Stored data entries
.....

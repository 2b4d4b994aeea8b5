//! wake-backup library
//!
//! Wakes a sleeping backup server, mirrors a local directory to it with
//! rsync and keeps a bounded history of changed files.

pub mod config;
pub mod connectivity;
pub mod executor;
pub mod lifecycle;
pub mod notify;
pub mod preflight;
pub mod prune;
pub mod shutdown;
pub mod snapshot;
pub mod transfer;
pub mod utils;

// Re-export commonly used types
pub use config::{Config, RawSettings};
pub use lifecycle::{Controller, RunOutcome};
pub use utils::errors::BackupError;
pub use utils::Result;
//! wake-backup - Main entry point

use anyhow::Result;
use clap::{ArgAction, Parser};
use std::path::PathBuf;
use std::process::ExitCode;
use wake_backup::config::{Config, RawSettings};
use wake_backup::lifecycle::{self, Collaborators, Controller};
use wake_backup::utils::errors::ValidationError;
use wake_backup::{shutdown, utils};

#[derive(Parser, Debug)]
#[command(author, version, about, long_about = None, disable_version_flag = true)]
struct Args {
    /// Local directory to back up
    #[arg(value_name = "SOURCE")]
    source: Option<PathBuf>,

    /// Backup location, [[user@]host:]path
    #[arg(value_name = "DEST")]
    destination: Option<String>,

    /// MAC address of the backup server (XX:XX:XX:XX:XX:XX)
    #[arg(long, value_name = "MAC")]
    wake_on_lan: Option<String>,

    /// Wake-then-ping rounds before giving up
    #[arg(long, value_name = "N")]
    max_wake_wait: Option<u32>,

    /// File of rsync exclude patterns
    #[arg(long, value_name = "FILE")]
    exclude_file: Option<PathBuf>,

    /// Append log output to this file
    #[arg(long, value_name = "FILE")]
    log_file: Option<PathBuf>,

    /// rsync log file on the backup server, rotated before each run
    #[arg(long, value_name = "PATH")]
    rsync_log_file: Option<String>,

    /// Number of old/<name> folders to keep
    #[arg(long, value_name = "N")]
    keep_n_backups: Option<u32>,

    /// Shell command printing the name of this run's old/<name> folder
    #[arg(long, value_name = "CMD")]
    old_backups_name_function: Option<String>,

    /// strftime pattern for the old/<name> folder
    #[arg(long, value_name = "FORMAT")]
    old_backups_name_format: Option<String>,

    /// Send desktop notifications
    #[arg(long)]
    send_notifications: bool,

    /// Validate and check connectivity, change nothing
    #[arg(long)]
    dry_run: bool,

    /// Keep the backup server awake with its sleep lock service
    #[arg(long)]
    use_sleeplock: bool,

    /// Report rsync progress as notifications
    #[arg(long)]
    progress: bool,

    /// Path to configuration file
    #[arg(long, value_name = "FILE")]
    config: Option<PathBuf>,

    /// Log level (trace, debug, info, warn, error)
    #[arg(long)]
    log_level: Option<String>,

    /// SSH port of the backup server
    #[arg(long, value_name = "PORT")]
    ssh_port: Option<u16>,

    /// Print version
    #[arg(short = 'v', long, action = ArgAction::Version)]
    version: Option<bool>,
}

impl Args {
    /// Settings file (if any) with command line flags applied on top.
    fn settings(&self) -> std::result::Result<RawSettings, ValidationError> {
        let mut raw = match &self.config {
            Some(path) => RawSettings::from_file(path)?,
            None => RawSettings::default(),
        };

        if let Some(source) = &self.source {
            raw.source = Some(source.clone());
        }
        if let Some(destination) = &self.destination {
            raw.destination = Some(destination.clone());
        }
        if let Some(mac) = &self.wake_on_lan {
            raw.wake.mac = Some(mac.clone());
        }
        if let Some(attempts) = self.max_wake_wait {
            raw.wake.max_attempts = attempts;
        }
        if let Some(file) = &self.exclude_file {
            raw.backup.exclude_file = Some(file.clone());
        }
        if let Some(file) = &self.log_file {
            raw.log.file = Some(file.clone());
        }
        if let Some(file) = &self.rsync_log_file {
            raw.backup.rsync_log_file = Some(file.clone());
        }
        if let Some(keep) = self.keep_n_backups {
            raw.backup.keep_n_backups = keep;
        }
        if let Some(command) = &self.old_backups_name_function {
            raw.backup.name_function = Some(command.clone());
        }
        if let Some(format) = &self.old_backups_name_format {
            raw.backup.name_format = Some(format.clone());
        }
        if let Some(level) = &self.log_level {
            raw.log.level = level.clone();
        }
        if let Some(port) = self.ssh_port {
            raw.backup.ssh_port = port;
        }

        raw.notify.enabled |= self.send_notifications;
        raw.notify.progress |= self.progress;
        raw.wake.use_sleeplock |= self.use_sleeplock;
        raw.dry_run |= self.dry_run;

        Ok(raw)
    }
}

#[tokio::main]
async fn main() -> ExitCode {
    let args = Args::parse();

    match run(args).await {
        Ok(code) => ExitCode::from(code),
        Err(e) => {
            eprintln!("wake-backup: {e:#}");
            ExitCode::FAILURE
        }
    }
}

async fn run(args: Args) -> Result<u8> {
    let signals = shutdown::Signals::install();
    let settings = args.settings();

    // Initialize logging
    let (level, log_file) = match &settings {
        Ok(raw) => (raw.log.level.clone(), raw.log.file.clone()),
        Err(_) => (
            args.log_level.clone().unwrap_or_else(|| "info".to_string()),
            args.log_file.clone(),
        ),
    };
    if let Err(e) = utils::logger::init(&level, log_file.as_deref()) {
        // validation reports the unwritable log file
        utils::logger::init(&level, None)?;
        tracing::warn!("Logging to file disabled: {}", e);
    }

    let settings = match settings {
        Ok(raw) => raw,
        Err(e) => {
            let notifier = lifecycle::notifier_for(args.send_notifications);
            return Ok(lifecycle::reject(e, notifier.as_ref()).await.exit_code);
        }
    };

    let cfg = match Config::validate(&settings) {
        Ok(cfg) => cfg,
        Err(e) => {
            let notifier = lifecycle::notifier_for(settings.notify.enabled);
            return Ok(lifecycle::reject(e, notifier.as_ref()).await.exit_code);
        }
    };

    let parts = Collaborators::system(&cfg);
    let outcome = Controller::new(cfg, parts).run(signals.wait()).await;
    Ok(outcome.exit_code)
}
//! Side task that turns the rsync progress file into notifications.

use crate::notify::{notify_best_effort, Notifier, Urgency};
use crate::transfer::progress::latest_progress;
use std::path::PathBuf;
use std::sync::Arc;
use std::time::Duration;
use tokio::task::JoinHandle;
use tokio_util::sync::CancellationToken;
use tracing::debug;

pub const PROGRESS_INTERVAL: Duration = Duration::from_secs(5);

/// Poll `path` every `interval` until `cancel` fires.
///
/// A notification is sent whenever the reported percentage changes.
/// Read errors are ignored; the file may not exist yet. Nothing is sent
/// once `cancel` has fired, not even a notification already under way.
pub fn spawn_observer(
    path: PathBuf,
    notifier: Arc<dyn Notifier>,
    interval: Duration,
    cancel: CancellationToken,
) -> JoinHandle<()> {
    tokio::spawn(async move {
        let mut ticker = tokio::time::interval(interval);
        let mut last_percent = None;

        loop {
            tokio::select! {
                biased;
                _ = cancel.cancelled() => break,
                _ = ticker.tick() => {}
            }

            let bytes = match tokio::fs::read(&path).await {
                Ok(bytes) => bytes,
                Err(e) => {
                    debug!(path = %path.display(), "Progress file not readable: {}", e);
                    continue;
                }
            };

            let Some(progress) = latest_progress(&String::from_utf8_lossy(&bytes)) else {
                continue;
            };
            if last_percent == Some(progress.percent_complete) {
                continue;
            }
            last_percent = Some(progress.percent_complete);
            let description = progress.describe();
            tokio::select! {
                biased;
                _ = cancel.cancelled() => break,
                _ = notify_best_effort(notifier.as_ref(), "Backup in progress", &description, Urgency::Low) => {}
            }
        }

        debug!("Progress observer stopped");
    })
}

.....

_THE PROBLEM_.
Among the lines above, find those carrying the word "async" and copy them out.

_SOLVED PROBLEM_.
async fn main() -> ExitCode {
async fn run(args: Args) -> Result<u8> {
    tokio::spawn(async move {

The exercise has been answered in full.